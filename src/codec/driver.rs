use std::time::Duration;

use crate::foundation::error::VidmarkResult;
use crate::media::format::CodecFormat;
use crate::media::sample::SampleFlags;
use crate::render::surface::{InputSurface, OutputSurface};

/// Metadata of a dequeued output buffer.
#[derive(Clone, Copy, Debug, Default, PartialEq, Eq)]
pub struct BufferInfo {
    /// Start of valid data inside the buffer.
    pub offset: usize,
    /// Length of valid data.
    pub size: usize,
    /// Presentation time in microseconds.
    pub pts_us: i64,
    /// Buffer flags.
    pub flags: SampleFlags,
}

/// Result of [`CodecDriver::dequeue_output_buffer`].
#[derive(Clone, Debug, PartialEq)]
pub enum OutputEvent {
    /// Nothing available within the timeout.
    TryAgainLater,
    /// The output format changed (or became known).
    FormatChanged(CodecFormat),
    /// An output buffer is ready; it must be released with
    /// [`CodecDriver::release_output_buffer`].
    Buffer {
        /// Buffer index.
        index: usize,
        /// Buffer metadata.
        info: BufferInfo,
    },
}

/// One encoder or decoder instance with an index-based buffer exchange.
///
/// Drivers are used from one thread at a time and never shared.
pub trait CodecDriver: Send {
    /// Short name used in logs.
    fn name(&self) -> &str;

    /// Apply `format`. Decoders rendering to a surface receive it here.
    fn configure(&mut self, format: &CodecFormat, surface: Option<OutputSurface>)
    -> VidmarkResult<()>;

    /// Create the surface frames are fed through (surface-input encoders only).
    fn create_input_surface(&mut self) -> VidmarkResult<InputSurface>;

    /// Begin processing.
    fn start(&mut self) -> VidmarkResult<()>;

    /// Claim a free input buffer index.
    fn dequeue_input_buffer(&mut self, timeout: Duration) -> VidmarkResult<Option<usize>>;

    /// Fill and submit a claimed input buffer.
    fn queue_input_buffer(
        &mut self,
        index: usize,
        payload: &[u8],
        pts_us: i64,
        flags: SampleFlags,
    ) -> VidmarkResult<()>;

    /// Wait up to `timeout` for output.
    fn dequeue_output_buffer(&mut self, timeout: Duration) -> VidmarkResult<OutputEvent>;

    /// Bytes of a dequeued output buffer.
    fn output_buffer(&self, index: usize) -> Option<&[u8]>;

    /// Return an output buffer; `render` forwards a decoded frame to the configured surface.
    fn release_output_buffer(&mut self, index: usize, render: bool) -> VidmarkResult<()>;

    /// Stop processing; buffers are discarded.
    fn stop(&mut self) -> VidmarkResult<()>;

    /// Free every resource. Must be safe to call more than once.
    fn release(&mut self);
}

/// Creates codec drivers by mime type.
pub trait CodecFactory: Send + Sync {
    /// Backend name used in logs.
    fn name(&self) -> &str;

    /// Decoder for `mime`, or a configuration error when unsupported.
    fn create_decoder(&self, mime: &str) -> VidmarkResult<Box<dyn CodecDriver>>;

    /// Encoder for `mime`, or a configuration error when unsupported.
    fn create_encoder(&self, mime: &str) -> VidmarkResult<Box<dyn CodecDriver>>;
}
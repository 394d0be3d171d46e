use super::*;

fn started(kind: SoftKind, format: &CodecFormat) -> SoftCodec {
    let mut codec = SoftCodec::new(kind);
    codec.configure(format, None).unwrap();
    codec.start().unwrap();
    codec
}

fn next_buffer(codec: &mut SoftCodec) -> (usize, BufferInfo) {
    loop {
        match codec.dequeue_output_buffer(Duration::from_millis(5)).unwrap() {
            OutputEvent::Buffer { index, info } => return (index, info),
            OutputEvent::FormatChanged(_) => continue,
            OutputEvent::TryAgainLater => panic!("no output available"),
        }
    }
}

#[test]
fn factory_rejects_compressed_mimes() {
    let factory = SoftCodecFactory::new();
    assert_eq!(factory.name(), "soft");
    assert!(factory.create_decoder(mime::VIDEO_AVC).is_err());
    assert!(factory.create_encoder(mime::AUDIO_AAC).is_err());
    assert!(factory.create_decoder(mime::VIDEO_RAW).is_ok());
    assert!(factory.create_encoder(mime::AUDIO_RAW).is_ok());
}

#[test]
fn encoder_rejects_unknown_profile_but_accepts_minimal() {
    let format = CodecFormat::video(mime::VIDEO_RAW, 2, 2).with_str(keys::PROFILE, "ultra");
    let mut codec = SoftCodec::new(SoftKind::VideoEncoder);
    assert!(codec.configure(&format, None).is_err());
    let mut codec = SoftCodec::new(SoftKind::VideoEncoder);
    codec.configure(&format.minimal(), None).unwrap();
}

#[test]
fn first_output_event_is_format_change() {
    let format = CodecFormat::video(mime::VIDEO_RAW, 2, 2).with_int(keys::FRAME_RATE, 30);
    let mut codec = started(SoftKind::VideoDecoder, &format);
    match codec.dequeue_output_buffer(Duration::ZERO).unwrap() {
        OutputEvent::FormatChanged(out) => {
            assert_eq!(out.width(), Some(2));
            assert_eq!(out.get_str(keys::COLOR_FORMAT), Some("rgba"));
        }
        other => panic!("unexpected event {other:?}"),
    }
    assert!(matches!(
        codec.dequeue_output_buffer(Duration::ZERO).unwrap(),
        OutputEvent::TryAgainLater
    ));
}

#[test]
fn raw_video_frames_must_match_dimensions() {
    let format = CodecFormat::video(mime::VIDEO_RAW, 2, 2);
    let mut codec = started(SoftKind::VideoDecoder, &format);
    let index = codec.dequeue_input_buffer(Duration::ZERO).unwrap().unwrap();
    assert!(codec.queue_input_buffer(index, &[0u8; 3], 0, SampleFlags::NONE).is_err());
    codec.queue_input_buffer(index, &[1u8; 16], 0, SampleFlags::KEY_FRAME).unwrap();
    let (out, info) = next_buffer(&mut codec);
    assert_eq!(info.size, 16);
    assert!(info.flags.key_frame);
    assert_eq!(codec.output_buffer(out).unwrap(), &[1u8; 16][..]);
    codec.release_output_buffer(out, false).unwrap();
    assert!(codec.output_buffer(out).is_none());
}

#[test]
fn encoder_marks_key_frames_on_interval() {
    let format = CodecFormat::video(mime::VIDEO_RAW, 1, 1)
        .with_int(keys::FRAME_RATE, 2)
        .with_int(keys::I_FRAME_INTERVAL, 1);
    let mut codec = started(SoftKind::VideoEncoder, &format);
    let mut keys_seen = Vec::new();
    for i in 0..5 {
        let index = codec.dequeue_input_buffer(Duration::ZERO).unwrap().unwrap();
        codec.queue_input_buffer(index, &[0u8; 4], i, SampleFlags::NONE).unwrap();
        let (out, info) = next_buffer(&mut codec);
        keys_seen.push(info.flags.key_frame);
        codec.release_output_buffer(out, false).unwrap();
    }
    assert_eq!(keys_seen, vec![true, false, true, false, true]);
}

#[test]
fn input_slots_are_bounded() {
    let format = CodecFormat::audio(mime::AUDIO_RAW, 48_000, 2);
    let mut codec = started(SoftKind::AudioDecoder, &format);
    for i in 0..INPUT_SLOTS {
        let index = codec.dequeue_input_buffer(Duration::ZERO).unwrap().unwrap();
        codec.queue_input_buffer(index, &[0u8; 4], i as i64, SampleFlags::NONE).unwrap();
    }
    assert!(codec.dequeue_input_buffer(Duration::ZERO).unwrap().is_none());
}

#[test]
fn surface_encoder_drains_frames_then_eos() {
    let format = CodecFormat::video(mime::VIDEO_RAW, 1, 1);
    let mut codec = SoftCodec::new(SoftKind::VideoEncoder);
    codec.configure(&format, None).unwrap();
    let surface = codec.create_input_surface().unwrap();
    codec.start().unwrap();
    assert!(codec.dequeue_input_buffer(Duration::ZERO).unwrap().is_none());

    surface
        .submit_frame(VideoFrame::new(1, 1, vec![9u8; 4], 33).unwrap())
        .unwrap();
    surface.signal_end_of_stream().unwrap();

    let (out, info) = next_buffer(&mut codec);
    assert_eq!(info.pts_us, 33);
    assert!(info.flags.key_frame);
    codec.release_output_buffer(out, false).unwrap();
    let (_, info) = next_buffer(&mut codec);
    assert!(info.flags.end_of_stream);
    assert_eq!(info.size, 0);
}

#[test]
fn decoder_renders_into_output_surface() {
    let format = CodecFormat::video(mime::VIDEO_RAW, 1, 1);
    let surface = OutputSurface::new();
    let mut codec = SoftCodec::new(SoftKind::VideoDecoder);
    codec.configure(&format, Some(surface.clone())).unwrap();
    codec.start().unwrap();
    let index = codec.dequeue_input_buffer(Duration::ZERO).unwrap().unwrap();
    codec.queue_input_buffer(index, &[5u8; 4], 7, SampleFlags::KEY_FRAME).unwrap();
    let (out, _) = next_buffer(&mut codec);
    codec.release_output_buffer(out, true).unwrap();
    let frame = surface.update_tex_image().unwrap().frame;
    assert_eq!(frame.pts_us, 7);
    assert_eq!(&frame.data[..], &[5u8; 4][..]);
}

#[test]
fn operations_fail_after_release() {
    let format = CodecFormat::audio(mime::AUDIO_RAW, 44_100, 1);
    let mut codec = started(SoftKind::AudioEncoder, &format);
    codec.release();
    assert!(codec.dequeue_input_buffer(Duration::ZERO).is_err());
    assert!(codec.configure(&format, None).is_err());
}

———

- [What is being asked]: Return, word for word, the lines of the data above from the line with "use crate::media::format::CodecFormat;" through the line with "#[derive(Clone, Copy, Debug, Default, PartialEq, Eq)]", inclusive.

- [Solution for this exercise]:
use crate::media::format::CodecFormat;
use crate::media::sample::SampleFlags;
use crate::render::surface::{InputSurface, OutputSurface};

/// Metadata of a dequeued output buffer.
#[derive(Clone, Copy, Debug, Default, PartialEq, Eq)]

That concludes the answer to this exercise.